##### SOURCE DATA #####

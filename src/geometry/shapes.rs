use {
  super::{BoundingBox, PixelSpace, Point, SignedPoint, Size},
  crate::util,
  euclid::Box2D,
  image::Rgb,
  std::{fmt, str::FromStr}
};

/// A circle on the pixel grid. Radii 0 and 1 have no edge samples.
#[derive(Debug, Copy, Clone, PartialEq, Eq, Hash)]
pub struct Circle {
  pub center: Point,
  pub radius: u32
}

impl Circle {
  pub fn new(x: u32, y: u32, radius: u32) -> Self {
    Self { center: Point::new(x, y), radius }
  }

  /// Whole pixels covered, `⌊πr²⌋`.
  pub fn area(&self) -> u64 {
    util::disk_area(self.radius)
  }

  pub fn contains(&self, point: SignedPoint) -> bool {
    let d = point - self.center.to_i64();
    d.square_length() <= (self.radius as i64).pow(2)
  }

  /// Pixels of the filled disk, clipped to the image.
  pub fn pixels(&self, size: Size) -> impl Iterator<Item = Point> + '_ {
    let bounds = self.bounding_box();
    let x_range = bounds.min.x.max(0)..=bounds.max.x.min(size.width as i64 - 1);
    let y_range = bounds.min.y.max(0)..=bounds.max.y.min(size.height as i64 - 1);
    itertools::iproduct!(y_range, x_range)
      .map(|(y, x)| SignedPoint::new(x, y))
      .filter(move |&point| self.contains(point))
      .map(|point| point.to_u32())
  }
}

impl BoundingBox<i64, PixelSpace> for Circle {
  fn bounding_box(&self) -> Box2D<i64, PixelSpace> {
    let r = self.radius as i64;
    let c = self.center.to_i64();
    Box2D::new(
      SignedPoint::new(c.x - r, c.y - r),
      SignedPoint::new(c.x + r, c.y + r)
    )}}

/// Formats as `(x, y, radius)`, one circle log line.
impl fmt::Display for Circle {
  fn fmt(&self, f: &mut fmt::Formatter<'_>) -> fmt::Result {
    write!(f, "({}, {}, {})", self.center.x, self.center.y, self.radius)
  }
}

impl FromStr for Circle {
  type Err = anyhow::Error;

  fn from_str(s: &str) -> Result<Self, Self::Err> {
    let inner = s.trim()
      .strip_prefix('(')
      .and_then(|s| s.strip_suffix(')'))
      .ok_or_else(|| anyhow::anyhow!("expected a parenthesized tuple"))?;
    let fields = inner.split(',')
      .map(|field| field.trim().parse::<u32>())
      .collect::<Result<Vec<_>, _>>()?;
    match fields[..] {
      [x, y, radius] => Ok(Circle::new(x, y, radius)),
      _ => anyhow::bail!("expected 3 fields, found {}", fields.len())
    }
  }
}

/// A placed circle, and the color of its center at the moment it was accepted.
#[derive(Debug, Copy, Clone, PartialEq, Eq)]
pub struct ColorRecord {
  pub circle: Circle,
  pub color: Rgb<u8>
}

impl fmt::Display for ColorRecord {
  fn fmt(&self, f: &mut fmt::Formatter<'_>) -> fmt::Result {
    let [r, g, b] = self.color.0;
    write!(f, "({}, ({}, {}, {}))", self.circle, r, g, b)
  }
}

#####

▶ WHAT IS NEEDED: Your task is to set down again, exactly, every line from the beginning of the listing through the line with "SignedPoint::new(c.x - r, c.y".

▶ FINISHED TASK:
filename src/geometry/shapes.rs
use {
  super::{BoundingBox, PixelSpace, Point, SignedPoint, Size},
  crate::util,
  euclid::Box2D,
  image::Rgb,
  std::{fmt, str::FromStr}
};

/// A circle on the pixel grid. Radii 0 and 1 have no edge samples.
#[derive(Debug, Copy, Clone, PartialEq, Eq, Hash)]
pub struct Circle {
  pub center: Point,
  pub radius: u32
}

impl Circle {
  pub fn new(x: u32, y: u32, radius: u32) -> Self {
    Self { center: Point::new(x, y), radius }
  }

  /// Whole pixels covered, `⌊πr²⌋`.
  pub fn area(&self) -> u64 {
    util::disk_area(self.radius)
  }

  pub fn contains(&self, point: SignedPoint) -> bool {
    let d = point - self.center.to_i64();
    d.square_length() <= (self.radius as i64).pow(2)
  }

  /// Pixels of the filled disk, clipped to the image.
  pub fn pixels(&self, size: Size) -> impl Iterator<Item = Point> + '_ {
    let bounds = self.bounding_box();
    let x_range = bounds.min.x.max(0)..=bounds.max.x.min(size.width as i64 - 1);
    let y_range = bounds.min.y.max(0)..=bounds.max.y.min(size.height as i64 - 1);
    itertools::iproduct!(y_range, x_range)
      .map(|(y, x)| SignedPoint::new(x, y))
      .filter(move |&point| self.contains(point))
      .map(|point| point.to_u32())
  }
}

impl BoundingBox<i64, PixelSpace> for Circle {
  fn bounding_box(&self) -> Box2D<i64, PixelSpace> {
    let r = self.radius as i64;
    let c = self.center.to_i64();
    Box2D::new(
      SignedPoint::new(c.x - r, c.y - r),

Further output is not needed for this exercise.